TANGSEL, TitikNOL - Setara Institute mendorong Bawaslu RI dan KPU RI memberikan perhatian khusus pada wilayah-wilayah dengan tingkat kerentanan tinggi, salah satunya perhatian khusus itu di daerah pemilihan (Dapil) Banten III.
Pasalnya, Setara Institute dalam pantauannya di Dapil Banten III menemukan praktek mafia suara Pileg. Mafia itu diduga menggunakan tangan-tangan penyelenggara Pemilu di setiap tingkatan wilayah.
Untuk itu, atas dasar temuan Setara Institute, Polri dan Pusat Pelaporan Analis Transaksi Keuangan (PPATK) didorong untuk memonitor tindak pidana pemilu legislatif dan dugaan aliran-aliran uang yang dioperasikan oleh calon dan partai tertentu.
"Berbagai modus kecurangan untuk melipatgandakan suara dilakukan oleh caleg-caleg secara melawan hukum dan nyaris tanpa teguran dari para pengawas maupun penyelenggara Pemilu pada level yang lebih tinggi," terang Ismail Hasani, selaku Direktur Eksekutif Setara Institute, Selasa (23/4/2019).
Lebih lanjut, Ismail Hasani yang tak lain Dosen Fakultas Hukum Tata Negara UIN Syarif Hidayatullah Jakarta itu menambahkan, bahwa temuannya itu dapat dikemukakan dengan melihat perintah memasang C-1 di setiap kelurahan terjadi setelah tiga hari dari waktu pemungutan suara.
Menurutnya, pemasangan C-1 itupun tidak dipasang semua sesuai jumlah TPS, hanya ditujukan untuk menggugurkan perintah UU dan PKPU.
Penemuan lain seperti C-1 yang dipajang di Kelurahan diduga kuat telah dipoles dan diubah angka-angka perolehan suaranya secara melawan hukum.
"Dugaan penjualan C-1 pada calon-calon tertentu dan menghambat calon lain memperoleh C-1. Kecurangan itu juga terjadi adanya dugaan penguasaan saksi-saksi khususnya diinternal partai oleh calon-calon tertentu, sehingga saksi lain tidak bisa masuk.
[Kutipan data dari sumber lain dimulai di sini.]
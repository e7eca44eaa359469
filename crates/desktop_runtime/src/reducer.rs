//! Reducer actions, side-effect intents, and transition logic for the desktop runtime.

use platform_host::{next_unique_timestamp_ms, RemoteAppMetadata};
use thiserror::Error;

use crate::{
    apps,
    content::ContentFactory,
    model::{
        DesktopSnapshot, DesktopState, OpenWindowRequest, PointerDelta, ResizeEdge, UrlWindowSpec,
        WidgetRecord, WindowId, WindowRecord, WindowRect, DEFAULT_WINDOW_HEIGHT,
        DEFAULT_WINDOW_WIDTH, URL_WINDOW_ID_PREFIX, WIDGET_Z_INDEX_BASELINE,
    },
    notifications::NotificationLevel,
    window_manager::{
        clamp_rect_to_viewport, focus_window_internal, hand_off_focus, next_window_z,
        normalize_focus, raise_widget, renormalize_z_order, resize_rect_clamped,
        MIN_WINDOW_HEIGHT, MIN_WINDOW_WIDTH,
    },
};

/// Nominal widget footprint used when pulling a dragged widget back into view.
pub const WIDGET_WIDTH: i32 = 220;
pub const WIDGET_HEIGHT: i32 = 160;
const URL_WINDOW_WIDTH: i32 = 900;
const URL_WINDOW_HEIGHT: i32 = 600;
const URL_WINDOW_FALLBACK_ICON: &str = "🌐";

#[derive(Debug, Clone, PartialEq)]
/// Actions accepted by [`reduce_desktop`] to mutate [`DesktopState`].
pub enum DesktopAction {
    /// Open a new window using the supplied request.
    OpenWindow(OpenWindowRequest),
    /// Open a new window for a registry app.
    OpenApp {
        /// Registry id of the app.
        app_id: String,
    },
    /// Open a window hosting an embedded remote app.
    OpenUrlWindow(UrlWindowSpec),
    /// Close a window by id.
    CloseWindow {
        /// Window to close.
        window_id: WindowId,
    },
    /// Close every window matching `tag` (see [`window_matches_tag`]).
    CloseWindowsByTag {
        /// Id, id prefix, app key or title to match.
        tag: String,
    },
    /// Replace a window's geometry without bounds checks.
    SetWindowGeometry {
        /// Window to update.
        window_id: WindowId,
        /// New geometry.
        rect: WindowRect,
    },
    /// Focus (and raise) a window by id.
    FocusWindow {
        /// Window to focus.
        window_id: WindowId,
    },
    /// Minimize a window.
    MinimizeWindow {
        /// Window to minimize.
        window_id: WindowId,
    },
    /// Un-minimize (or un-maximize) a window and focus it.
    RestoreWindow {
        /// Window to restore.
        window_id: WindowId,
    },
    /// Maximize a window to the provided viewport.
    MaximizeWindow {
        /// Window to maximize.
        window_id: WindowId,
        /// Viewport rectangle to maximize into.
        viewport: WindowRect,
    },
    /// Toggle taskbar behavior for a window (focus, minimize, or restore).
    ToggleTaskbarWindow {
        /// Window associated with the taskbar button.
        window_id: WindowId,
    },
    /// Move a window within the collection (taskbar order). Z-order is untouched.
    ReorderWindows {
        /// Current collection index.
        from: usize,
        /// Target collection index.
        to: usize,
    },
    /// Apply an incremental drag delta to a window.
    MoveWindowBy {
        /// Window being dragged.
        window_id: WindowId,
        /// Pointer movement since the previous move.
        delta: PointerDelta,
    },
    /// Apply an incremental resize delta to a window edge.
    ResizeWindowBy {
        /// Window being resized.
        window_id: WindowId,
        /// Edge or corner being dragged.
        edge: ResizeEdge,
        /// Pointer movement since the previous move.
        delta: PointerDelta,
    },
    /// End a window drag or resize.
    EndWindowInteraction {
        /// Window that was being dragged or resized.
        window_id: WindowId,
        /// Current desktop viewport, used for drag-end clamping.
        viewport: Option<WindowRect>,
    },
    /// Remote metadata arrived for a URL-backed window.
    RemoteContentLoaded {
        /// Window the load was started for.
        window_id: WindowId,
        /// Token issued when the load started.
        load_token: u64,
        /// Fetched metadata.
        metadata: RemoteAppMetadata,
    },
    /// Remote metadata could not be fetched for a URL-backed window.
    RemoteContentFailed {
        /// Window the load was started for.
        window_id: WindowId,
        /// Token issued when the load started.
        load_token: u64,
        /// Failure description.
        error: String,
    },
    /// Add a widget instance from the widget registry.
    LaunchWidget {
        /// Registry id of the widget.
        widget_id: String,
    },
    /// Remove a widget instance.
    RemoveWidget {
        /// Instance id.
        id: String,
    },
    /// Raise a widget above the others.
    FocusWidget {
        /// Instance id.
        id: String,
    },
    /// Apply an incremental drag delta to a widget.
    MoveWidgetBy {
        /// Instance id.
        id: String,
        /// Pointer movement since the previous move.
        delta: PointerDelta,
    },
    /// End a widget drag.
    EndWidgetDrag {
        /// Instance id.
        id: String,
        /// Current desktop viewport, used for drag-end clamping.
        viewport: Option<WindowRect>,
    },
    /// Toggle the start menu open/closed.
    ToggleStartMenu,
    /// Close the start menu if open.
    CloseStartMenu,
    /// Drop every window and widget and clear the durable session.
    ClearSession,
    /// Hydrate runtime state from a rehydrated snapshot.
    HydrateSnapshot {
        /// Snapshot payload to restore.
        snapshot: DesktopSnapshot,
    },
    /// Boot hydration finished; persistence may start writing.
    BootHydrationComplete,
}

#[derive(Debug, Clone, PartialEq)]
/// Side-effect intents emitted by [`reduce_desktop`] for the host layer to execute.
pub enum RuntimeEffect {
    /// Persist the window collection.
    PersistWindows,
    /// Persist the widget collection.
    PersistWidgets,
    /// Fetch remote metadata for a freshly opened URL-backed window.
    LoadRemoteContent {
        /// Window awaiting content.
        window_id: WindowId,
        /// Token the result must echo back.
        load_token: u64,
        /// Remote app location.
        url: String,
    },
    /// Remove the persisted session from durable storage.
    ClearPersistedSession,
    /// Show a toast in the shell.
    Notify {
        level: NotificationLevel,
        title: String,
        body: String,
    },
}

#[derive(Debug, Error, Clone, PartialEq, Eq)]
/// Reducer errors for invalid actions (for example, referencing a missing window).
pub enum ReducerError {
    /// The target window id was not found in the current state.
    #[error("window `{0}` not found")]
    WindowNotFound(WindowId),
    /// The target widget instance was not found in the current state.
    #[error("widget `{0}` not found")]
    WidgetNotFound(String),
    /// No registry app has the requested id.
    #[error("unknown app `{0}`")]
    UnknownApp(String),
    /// No registry widget has the requested id.
    #[error("unknown widget `{0}`")]
    UnknownWidget(String),
    /// Reorder indices fall outside the window collection.
    #[error("cannot move window {from} to {to} in a collection of {len}")]
    InvalidReorder {
        /// Requested source index.
        from: usize,
        /// Requested target index.
        to: usize,
        /// Collection length.
        len: usize,
    },
}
Padahal perintah UU, rekapitulasi dilakuan secara terbuka," ungkap Ismail.
Meski demikian, Ismail pun menduga C-1 TPS yang dibiarkan kosong meskipun seluruh saksi TPS menandatanganinya. Situasi ini memungkinkan perubahan angka-angka perolehan suara saat rekapitulasi di TPS. (Don/TN1).